FX Intervention Under an Inflation-Targeting Regime

When a central bank formally targets inflation, FX intervention under an inflation-targeting regime becomes a secondary tool constrained by the primary mandate: any currency operation that threatens the inflation target must be reconciled or abandoned. This creates a policy hierarchy in which exchange-rate stability is negotiable, but price stability is not.

This article assumes familiarity with inflation targeting as a monetary-policy framework and covers the mechanics of managing currency risk within that constraint. For the general mechanics of FX intervention, see that article.

The Inflation-Targeting Framework

Most advanced central banks—including the Federal Reserve, European Central Bank, and Bank of England—operate under an explicit or implicit inflation target. The Federal Reserve, for example, targets 2% inflation. The European Central Bank targets “below but close to 2%.” These mandates are legally binding or form the backbone of the institution’s credibility.

Under this regime, all tools—including open-market operations, quantitative easing, forward guidance, and FX intervention—are subordinate to the inflation objective. This is fundamentally different from mercantilist regimes (common in emerging markets) where currency stability or export competitiveness ranks higher.

The Core Tension: Exchange-Rate Moves and Import Prices

Exchange-rate movements pass through to inflation via import prices. A depreciating currency makes foreign goods more expensive; an appreciating currency makes them cheaper. For an inflation-targeting central bank, this creates a dilemma:

  • A weak currency can push inflation higher (expensive imports), forcing the bank to tighten monetary policy to defend its target.
  • A strong currency can pull inflation lower (cheaper imports), allowing or requiring looser policy.

If the central bank intervenes to weaken its own currency (to help exporters or slow appreciation), it is simultaneously pushing up inflation expectations. This is a policy mistake if inflation is already at or above the target. The bank would need to raise interest rates to offset the inflationary effect—a self-defeating move that weakens the export-boosting benefit of the currency operation.

Conversely, if the bank intervenes to strengthen the currency (to fight inflation), it is reinforcing its stated policy. But if the real (underlying) depreciation pressure persists—say, because of deep capital flows or current account imbalances—the bank is fighting the market, burning foreign-exchange reserves, and likely to lose.
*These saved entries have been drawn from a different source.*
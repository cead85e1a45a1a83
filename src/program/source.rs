//! `SourceProgram`: a declaration-level program built from TypeScript text.
//!
//! # Construction
//!
//! ```text
//! roots ──► queue ──► host.source_text(file) ──► parse ──► specifiers
//!             ▲                                               │
//!             └──── resolved files ◄── host.resolve_modules ◄─┘
//!
//! then: lower exports, check imports + annotated declarators
//! ```
//!
//! The host decides what exists and where imports point, so wrapping it in
//! a virtual-module adapter is all it takes to make synthetic files part of
//! the graph.

use std::collections::VecDeque;
use std::path::{Path, PathBuf};
use std::sync::Arc;

use rustc_hash::{FxHashMap, FxHashSet};

use super::arena::TypeArena;
use super::check::{check_declarator, is_assignable};
use super::lower::{Lowerer, Meaning, ModuleGraph};
use super::parse::{ImportedName, ParsedModule, parse_module};
use super::{ExportKind, ExportSymbol, IndexInfo, Program, TypeId, TypeKind};
use crate::diagnostic::{Diagnostic, DiagnosticCode, Diagnostics, codes};
use crate::host::{ModuleNameLiteral, ResolvedModuleWithFailedLookups};

/// What a [`SourceProgram`] needs from its environment.
pub trait ProgramHost {
    /// Text of a source file, or `None` if it does not exist.
    fn source_text(&self, path: &Path) -> Option<Arc<str>>;

    /// Resolve the import specifiers of `containing_file`, one result per literal.
    fn resolve_modules(
        &self,
        literals: &[ModuleNameLiteral],
        containing_file: &Path,
    ) -> Vec<ResolvedModuleWithFailedLookups>;
}

#[derive(Debug)]
struct FileEntry {
    text: Arc<str>,
    exports: Vec<ExportSymbol>,
    resolutions: FxHashMap<String, Option<PathBuf>>,
}

/// An immutable program over a set of TypeScript files.
#[derive(Debug)]
pub struct SourceProgram {
    order: Vec<PathBuf>,
    files: FxHashMap<PathBuf, FileEntry>,
    arena: TypeArena,
    diagnostics: Diagnostics,
}

impl SourceProgram {
    /// Build a program from `root_files` and everything they import.
    pub fn build(host: &dyn ProgramHost, root_files: &[PathBuf]) -> Self {
        let mut diagnostics = Diagnostics::default();
        let mut order = Vec::new();
        let mut texts: FxHashMap<PathBuf, Arc<str>> = FxHashMap::default();
        let mut modules: FxHashMap<PathBuf, ParsedModule> = FxHashMap::default();
        let mut resolutions: FxHashMap<PathBuf, FxHashMap<String, Option<PathBuf>>> =
            FxHashMap::default();

        let roots: FxHashSet<PathBuf> = root_files.iter().cloned().collect();
        let mut seen = roots.clone();
        let mut queue: VecDeque<PathBuf> = root_files.iter().cloned().collect();

        while let Some(path) = queue.pop_front() {
            let Some(text) = host.source_text(&path) else {
                if roots.contains(&path) {
                    diagnostics.push(Diagnostic::error(
                        DiagnosticCode::Ts(codes::FILE_NOT_FOUND),
                        format!("File '{}' not found.", path.display()),
                    ));
                }
                continue;
            };

            let module = parse_module(&path, &text);
            for error in &module.errors {
                let (start, end) = error.span;
                diagnostics.push(
                    Diagnostic::error(DiagnosticCode::Ts(codes::SYNTAX), error.message.clone())
                        .in_file(&path)
                        .at(&text, start, end),
                );
            }

            let literals: Vec<ModuleNameLiteral> = module
                .module_specifiers()
                .into_iter()
                .map(|(specifier, (start, end))| ModuleNameLiteral::new(specifier, start, end))
                .collect();
            let results = if literals.is_empty() {
                Vec::new()
            } else {
                host.resolve_modules(&literals, &path)
            };

            let mut resolved = FxHashMap::default();
            for (index, literal) in literals.iter().enumerate() {
                let result = results.get(index);
                let target = result
                    .and_then(|r| r.resolved_module.as_ref())
                    .map(|m| m.resolved_file_name.clone());
                match (&target, result) {
                    (Some(target), _) => {
                        if seen.insert(target.clone()) {
                            queue.push_back(target.clone());
                        }
                    }
                    (None, Some(r)) if !r.resolution_diagnostics.is_empty() => {
                        for diagnostic in &r.resolution_diagnostics {
                            diagnostics.push(
                                Diagnostic::from_virtual_module(diagnostic, &literal.text)
                                    .in_file(&path)
                                    .at(&text, literal.start, literal.end),
                            );
                        }
                    }
                    (None, _) => diagnostics.push(
                        Diagnostic::error(
                            DiagnosticCode::Ts(codes::CANNOT_FIND_MODULE),
                            format!(
                                "Cannot find module '{}' or its corresponding type declarations.",
                                literal.text
                            ),
                        )
                        .in_file(&path)
                        .at(&text, literal.start, literal.end),
                    ),
                }
                resolved.insert(literal.text.clone(), target);
            }

            tracing::trace!(file = %path.display(), imports = literals.len(), "parsed source file");
            order.push(path.clone());
            texts.insert(path.clone(), text);
            modules.insert(path.clone(), module);
            resolutions.insert(path, resolved);
        }

        let mut lowerer = Lowerer::new(ModuleGraph {
            modules: &modules,
            resolutions: &resolutions,
        });
        let mut exports: FxHashMap<PathBuf, Vec<ExportSymbol>> = FxHashMap::default();
        for path in &order {
            let module = &modules[path];
            let text = &texts[path];

            for import in &module.imports {
                let Some(target) = lowerer.resolve_specifier(path, &import.specifier) else {
                    continue;
                };
                if !modules.contains_key(&target) {
                    continue;
                }
                for binding in &import.bindings {
                    let ImportedName::Named(name) = &binding.imported else {
                        continue;
                    };
                    let found = lowerer.resolve_export(&target, name, Meaning::Type).is_some()
                        || lowerer.resolve_export(&target, name, Meaning::Value).is_some();
                    if !found {
                        let (start, end) = binding.span;
                        diagnostics.push(
                            Diagnostic::error(
                                DiagnosticCode::Ts(codes::NO_EXPORTED_MEMBER),
                                format!(
                                    "Module '\"{}\"' has no exported member '{name}'.",
                                    import.specifier
                                ),
                            )
                            .in_file(path)
                            .at(text, start, end),
                        );
                    }
                }
            }

            for declarator in &module.checked {
                if let Some(mismatch) = check_declarator(&mut lowerer, path, declarator) {
                    let (start, end) = mismatch.span;
                    diagnostics.push(
                        Diagnostic::error(DiagnosticCode::Ts(mismatch.code), mismatch.message)
                            .in_file(path)
                            .at(text, start, end),
                    );
                }
            }

            let mut symbols = Vec::new();
            for name in lowerer.export_names(path) {
                if let Some(ty) = lowerer.resolve_export(path, &name, Meaning::Value) {
                    symbols.push(ExportSymbol {
                        name: name.clone(),
                        kind: ExportKind::Value,
                        ty,
                    });
                }
                if let Some(ty) = lowerer.resolve_export(path, &name, Meaning::Type) {
                    symbols.push(ExportSymbol {
                        name,
                        kind: ExportKind::Type,
                        ty,
                    });
                }
            }
            exports.insert(path.clone(), symbols);
        }
        let arena = lowerer.arena;

        let files = order
            .iter()
            .map(|path| {
                let entry = FileEntry {
                    text: texts.remove(path).unwrap_or_else(|| Arc::from("")),
                    exports: exports.remove(path).unwrap_or_default(),
                    resolutions: resolutions.remove(path).unwrap_or_default(),
                };
                (path.clone(), entry)
            })
            .collect();

        tracing::debug!(
            files = order.len(),
            diagnostics = diagnostics.len(),
            "built source program"
        );
        Self {
            order,
            files,
            arena,
            diagnostics,
        }
    }

    /// Diagnostics found while building.
    pub fn diagnostics(&self) -> &Diagnostics {
        &self.diagnostics
    }

    /// Diagnostics attached to one file.
    pub fn file_diagnostics(&self, path: &Path) -> Vec<Diagnostic> {
        self.diagnostics.for_file(path).cloned().collect()
    }

    /// Text a file was built from.
    pub fn source_text(&self, path: &Path) -> Option<&Arc<str>> {
        self.files.get(path).map(|entry| &entry.text)
    }

    /// Look up one export by name, preferring values.
    pub fn export(&self, path: &Path, name: &str) -> Option<&ExportSymbol> {
        let exports = &self.files.get(path)?.exports;
        exports
            .iter()
            .find(|e| e.name == name && e.kind == ExportKind::Value)
            .or_else(|| exports.iter().find(|e| e.name == name))
    }
}

impl Program for SourceProgram {
    fn source_files(&self) -> Vec<PathBuf> {
        self.order.clone()
    }

    fn contains_file(&self, path: &Path) -> bool {
        self.files.contains_key(path)
    }

    fn exports(&self, path: &Path) -> Option<Vec<ExportSymbol>> {
        self.files.get(path).map(|entry| entry.exports.clone())
    }

    fn type_kind(&self, ty: TypeId) -> Option<TypeKind> {
        self.arena.kind(ty).cloned()
    }

    fn type_to_string(&self, ty: TypeId) -> String {
        self.arena.display(ty)
    }

    fn is_type_assignable_to(&self, source: TypeId, target: TypeId) -> bool {
        is_assignable(&self.arena, source, target)
    }

    fn resolve_module(&self, specifier: &str, containing_file: &Path) -> Option<PathBuf> {
        self.files
            .get(containing_file)?
            .resolutions
            .get(specifier)?
            .clone()
    }

    fn index_infos(&self, ty: TypeId) -> Option<Vec<IndexInfo>> {
        Some(self.arena.all_index_infos(ty))
    }

    fn resolve_alias(&self, ty: TypeId) -> Option<TypeId> {
        self.arena.alias_target(ty)
    }

    fn base_types(&self, ty: TypeId) -> Option<Vec<TypeId>> {
        Some(self.arena.bases(ty).to_vec())
    }
}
Sterilized vs. Unsterilized Intervention

A key practical distinction clarifies the inflation dimension:

Unsterilized intervention directly changes the monetary base. Selling dollars for euros, without offsetting open-market operations, reduces the domestic dollar money supply—a tightening effect. The currency effect and the monetary effect align. For an inflation-targeting bank, this is relatively clean: weaker currency, tighter money, net inflation impact often neutral or deflationary.

Sterilized intervention offsets the money-supply effect. The bank sells dollars for euros, then buys dollars back via open-market operations (or sells bills), leaving the money supply unchanged. In theory, sterilized intervention affects only the currency, not inflation directly. But this assumes no expectations shift. In practice, if markets believe the central bank is acting against fundamental currency flows, sterilized intervention often fails to move the exchange rate for long, especially if the underlying cause is capital flight or a growth divergence between economies.

For an inflation-targeting bank, sterilization is common because it decouples the currency operation from monetary aggregates. The bank can intervene to smooth disruptive currency swings without accidentally tightening or loosening monetary conditions.

Coordination with Interest Rates

The friction between FX intervention and inflation targeting becomes most visible when interest-rate policy must adjust:

Suppose the U.S. Federal Reserve is at its 2% inflation target and wants to stabilize a weakening dollar that is pushing import prices higher. A unsterilized FX intervention (selling euros, buying dollars) would tighten conditions and help slow inflation—consistent with the target. But if other central banks (the ECB, Bank of England) are intervening in the same direction simultaneously (a “currency war”), the global pool of dollar supply shrinks and the dollar strengthens excessively, creating deflation risk. The Federal Reserve might then have to ease monetary policy (lower rates) to offset, undermining its own inflation-fighting efforts.

Alternatively, suppose the Federal Reserve is trying to prevent the dollar from weakening too much because weakness threatens its inflation target. It intervenes to buy dollars. But if U.S. interest rates are already low and the Federal Reserve is dovish, carry traders and investors are likely fleeing dollar assets anyway. The intervention is fighting gravity, burning reserves, and unlikely to stick unless rates are raised—a step the Federal Reserve may not want to take if inflation is below target or the economy is weak.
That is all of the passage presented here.